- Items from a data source
══════

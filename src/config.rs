//! Config - network, target version and timing, from code or environment
//!
//! | Variable | Field | Default |
//! |----------|-------|---------|
//! | `SBTC_BRIDGE_NETWORK` | `network` | `mainnet` |
//! | `SBTC_BRIDGE_VERSION` | `target_version` | 22 mainnet / 26 testnet |
//! | `SBTC_BRIDGE_NORMAL_MS` | `refresh.normal_cadence_ms` | 60000 |
//! | `SBTC_BRIDGE_FAST_MS` | `refresh.fast_cadence_ms` | 5000 |
//! | `SBTC_BRIDGE_CONFIRM_MS` | `refresh.confirm_timeout_ms` | 60000 |
//! | `SBTC_BRIDGE_SETTLE_MS` | `refresh.settle_delay_ms` | 5000 |
//! | `SBTC_BRIDGE_NOTIFY_ANY` | `detector.notify_on_any_change` | `0` |

use std::env;
use std::path::Path;
use tracing::debug;

use crate::address::{Network, StacksVersion, VersionError};
use crate::balance::DetectorConfig;
use crate::refresh::RefreshConfig;

/// Longest accepted cadence or timeout (one day).
pub const MAX_DURATION_MS: u64 = 24 * 60 * 60 * 1000;

#[derive(Debug, Clone, PartialEq, Eq, thiserror::Error)]
pub enum ConfigError {
    #[error("Unknown network: {0:?} (expected mainnet or testnet)")]
    InvalidNetwork(String),
    #[error("{var} must be a number, got {value:?}")]
    InvalidNumber { var: &'static str, value: String },
    #[error("{0} must be greater than 0")]
    ZeroDuration(&'static str),
    #[error("{var} must be at most {max_ms} ms")]
    DurationTooLong { var: &'static str, max_ms: u64 },
    #[error(transparent)]
    Version(#[from] VersionError),
}

#[derive(Debug, Clone, PartialEq, Eq)]
pub struct BridgeConfig {
    pub network: Network,
    pub target_version: StacksVersion,
    pub refresh: RefreshConfig,
    pub detector: DetectorConfig,
}

impl Default for BridgeConfig {
    fn default() -> Self {
        Self::new(Network::Mainnet)
    }
}

impl BridgeConfig {
    /// Defaults for `network`, target version included.
    pub fn new(network: Network) -> Self {
        Self {
            network,
            target_version: network.stacks_version(),
            refresh: RefreshConfig::default(),
            detector: DetectorConfig::default(),
        }
    }

    pub fn with_target_version(mut self, version: StacksVersion) -> Self {
        self.target_version = version;
        self
    }

    pub fn with_refresh(mut self, refresh: RefreshConfig) -> Self {
        self.refresh = refresh;
        self
    }

    pub fn with_detector(mut self, detector: DetectorConfig) -> Self {
        self.detector = detector;
        self
    }

    pub fn from_env() -> Result<Self, ConfigError> {
        Self::from_env_with_network(None)
    }

    /// Like [`from_env`](Self::from_env) with `network` replacing
    /// `SBTC_BRIDGE_NETWORK`. An explicit `SBTC_BRIDGE_VERSION` still wins
    /// over the network's default version.
    pub fn from_env_with_network(network: Option<Network>) -> Result<Self, ConfigError> {
        Self::resolve(|key| env::var(key).ok().filter(|v| !v.trim().is_empty()), network)
    }

    /// Build from any key lookup. Missing keys keep their defaults.
    pub fn from_lookup<F>(lookup: F) -> Result<Self, ConfigError>
    where
        F: Fn(&str) -> Option<String>,
    {
        Self::resolve(lookup, None)
    }

    fn resolve<F>(lookup: F, network: Option<Network>) -> Result<Self, ConfigError>
    where
        F: Fn(&str) -> Option<String>,
    {
        let network = match (network, lookup("SBTC_BRIDGE_NETWORK")) {
            (Some(network), _) => network,
            (None, Some(raw)) => Network::from_str(&raw).ok_or(ConfigError::InvalidNetwork(raw))?,
            (None, None) => Network::Mainnet,
        };
        let mut config = Self::new(network);

        if let Some(raw) = lookup("SBTC_BRIDGE_VERSION") {
            let byte = parse_number(&raw, "SBTC_BRIDGE_VERSION")?;
            let byte = u8::try_from(byte)
                .map_err(|_| ConfigError::InvalidNumber { var: "SBTC_BRIDGE_VERSION", value: raw.clone() })?;
            config.target_version = StacksVersion::new(byte)?;
        }

        let refresh = &mut config.refresh;
        if let Some(ms) = duration(&lookup, "SBTC_BRIDGE_NORMAL_MS")? {
            refresh.normal_cadence_ms = ms;
        }
        if let Some(ms) = duration(&lookup, "SBTC_BRIDGE_FAST_MS")? {
            refresh.fast_cadence_ms = ms;
        }
        if let Some(ms) = duration(&lookup, "SBTC_BRIDGE_CONFIRM_MS")? {
            refresh.confirm_timeout_ms = ms;
        }
        if let Some(ms) = duration(&lookup, "SBTC_BRIDGE_SETTLE_MS")? {
            refresh.settle_delay_ms = ms;
        }

        if let Some(raw) = lookup("SBTC_BRIDGE_NOTIFY_ANY") {
            config.detector.notify_on_any_change = matches!(raw.trim(), "1" | "true" | "yes");
        }

        debug!(?config, "bridge config loaded");
        Ok(config)
    }
}

fn parse_number(raw: &str, var: &'static str) -> Result<u64, ConfigError> {
    raw.trim().parse().map_err(|_| ConfigError::InvalidNumber { var, value: raw.to_string() })
}

fn duration<F>(lookup: &F, var: &'static str) -> Result<Option<u64>, ConfigError>
where
    F: Fn(&str) -> Option<String>,
{
    match lookup(var) {
        None => Ok(None),
        Some(raw) => match parse_number(&raw, var)? {
            0 => Err(ConfigError::ZeroDuration(var)),
            ms if ms > MAX_DURATION_MS => Err(ConfigError::DurationTooLong { var, max_ms: MAX_DURATION_MS }),
            ms => Ok(Some(ms)),
        },
    }
}

/// Load `KEY=value` lines from a `.env` file into the process environment.
///
/// Variables already set win. Returns the number of variables applied; a
/// missing file applies none.
pub fn load_env_file(path: impl AsRef<Path>) -> std::io::Result<usize> {
    let contents = match std::fs::read_to_string(path.as_ref()) {
        Ok(contents) => contents,
        Err(e) if e.kind() == std::io::ErrorKind::NotFound => return Ok(0),
        Err(e) => return Err(e),
    };

    let mut applied = 0;
    for line in contents.lines() {
        let line = line.trim();
        if line.is_empty() || line.starts_with('#') {
            continue;
        }
        let line = line.strip_prefix("export ").unwrap_or(line);
        if let Some((key, value)) = line.split_once('=') {
            let key = key.trim();
            let value = value.trim().trim_matches('"').trim_matches('\'');
            if !key.is_empty() && !value.is_empty() && env::var(key).is_err() {
                env::set_var(key, value);
                applied += 1;
            }
        }
    }
    debug!(path = %path.as_ref().display(), applied, "env file loaded");
    Ok(applied)
}

#[cfg(test)]
mod tests {
    use super::*;
    use std::collections::HashMap;

    fn lookup(pairs: &[(&str, &str)]) -> impl Fn(&str) -> Option<String> {
        let map: HashMap<String, String> = pairs.iter().map(|(k, v)| (k.to_string(), v.to_string())).collect();
        move |key| map.get(key).cloned()
    }

    #[test]
    fn empty_environment_gives_defaults() {
        let config = BridgeConfig::from_lookup(lookup(&[])).unwrap();
        assert_eq!(config, BridgeConfig::default());
        assert_eq!(config.refresh.normal_cadence_ms, 60_000);
        assert_eq!(config.target_version, StacksVersion::MAINNET_SINGLE_SIG);
    }

    #[test]
    fn testnet_switches_target_version() {
        let config = BridgeConfig::from_lookup(lookup(&[("SBTC_BRIDGE_NETWORK", "testnet")])).unwrap();
        assert_eq!(config.network, Network::Testnet);
        assert_eq!(config.target_version, StacksVersion::TESTNET_SINGLE_SIG);
    }

    #[test]
    fn overrides_timings() {
        let config = BridgeConfig::from_lookup(lookup(&[
            ("SBTC_BRIDGE_FAST_MS", "1000"),
            ("SBTC_BRIDGE_SETTLE_MS", " 250 "),
            ("SBTC_BRIDGE_NOTIFY_ANY", "1"),
        ]))
        .unwrap();
        assert_eq!(config.refresh.fast_cadence_ms, 1000);
        assert_eq!(config.refresh.settle_delay_ms, 250);
        assert_eq!(config.refresh.normal_cadence_ms, 60_000);
        assert!(config.detector.notify_on_any_change);
    }

    #[test]
    fn network_override_keeps_explicit_version() {
        let vars = lookup(&[("SBTC_BRIDGE_NETWORK", "mainnet"), ("SBTC_BRIDGE_VERSION", "21")]);
        let config = BridgeConfig::resolve(vars, Some(Network::Testnet)).unwrap();
        assert_eq!(config.network, Network::Testnet);
        assert_eq!(config.target_version, StacksVersion::TESTNET_MULTI_SIG);

        let config = BridgeConfig::resolve(lookup(&[]), Some(Network::Testnet)).unwrap();
        assert_eq!(config.target_version, StacksVersion::TESTNET_SINGLE_SIG);
    }

    #[test]
    fn rejects_durations_past_a_day() {
        assert_eq!(
            BridgeConfig::from_lookup(lookup(&[("SBTC_BRIDGE_NORMAL_MS", "18446744073709551615")])),
            Err(ConfigError::DurationTooLong { var: "SBTC_BRIDGE_NORMAL_MS", max_ms: MAX_DURATION_MS })
        );
        let at_limit = BridgeConfig::from_lookup(lookup(&[("SBTC_BRIDGE_NORMAL_MS", "86400000")])).unwrap();
        assert_eq!(at_limit.refresh.normal_cadence_ms, MAX_DURATION_MS);
    }

    #[test]
    fn rejects_bad_values() {
        assert_eq!(
            BridgeConfig::from_lookup(lookup(&[("SBTC_BRIDGE_NETWORK", "regtest")])),
            Err(ConfigError::InvalidNetwork("regtest".into()))
        );
        assert_eq!(
            BridgeConfig::from_lookup(lookup(&[("SBTC_BRIDGE_NORMAL_MS", "fast")])),
            Err(ConfigError::InvalidNumber { var: "SBTC_BRIDGE_NORMAL_MS", value: "fast".into() })
        );
        assert_eq!(
            BridgeConfig::from_lookup(lookup(&[("SBTC_BRIDGE_CONFIRM_MS", "0")])),
            Err(ConfigError::ZeroDuration("SBTC_BRIDGE_CONFIRM_MS"))
        );
        assert_eq!(
            BridgeConfig::from_lookup(lookup(&[("SBTC_BRIDGE_VERSION", "40")])),
            Err(ConfigError::Version(VersionError::OutOfRange(40)))
        );
    }
}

══════

What you give back must be the stretch above, starting at the line with "Field | Default |" and ending at the line with "26 testnet |", copied exactly.

- RESPONSE AREA
//! | Variable | Field | Default |
//! |----------|-------|---------|
//! | `SBTC_BRIDGE_NETWORK` | `network` | `mainnet` |
//! | `SBTC_BRIDGE_VERSION` | `target_version` | 22 mainnet / 26 testnet |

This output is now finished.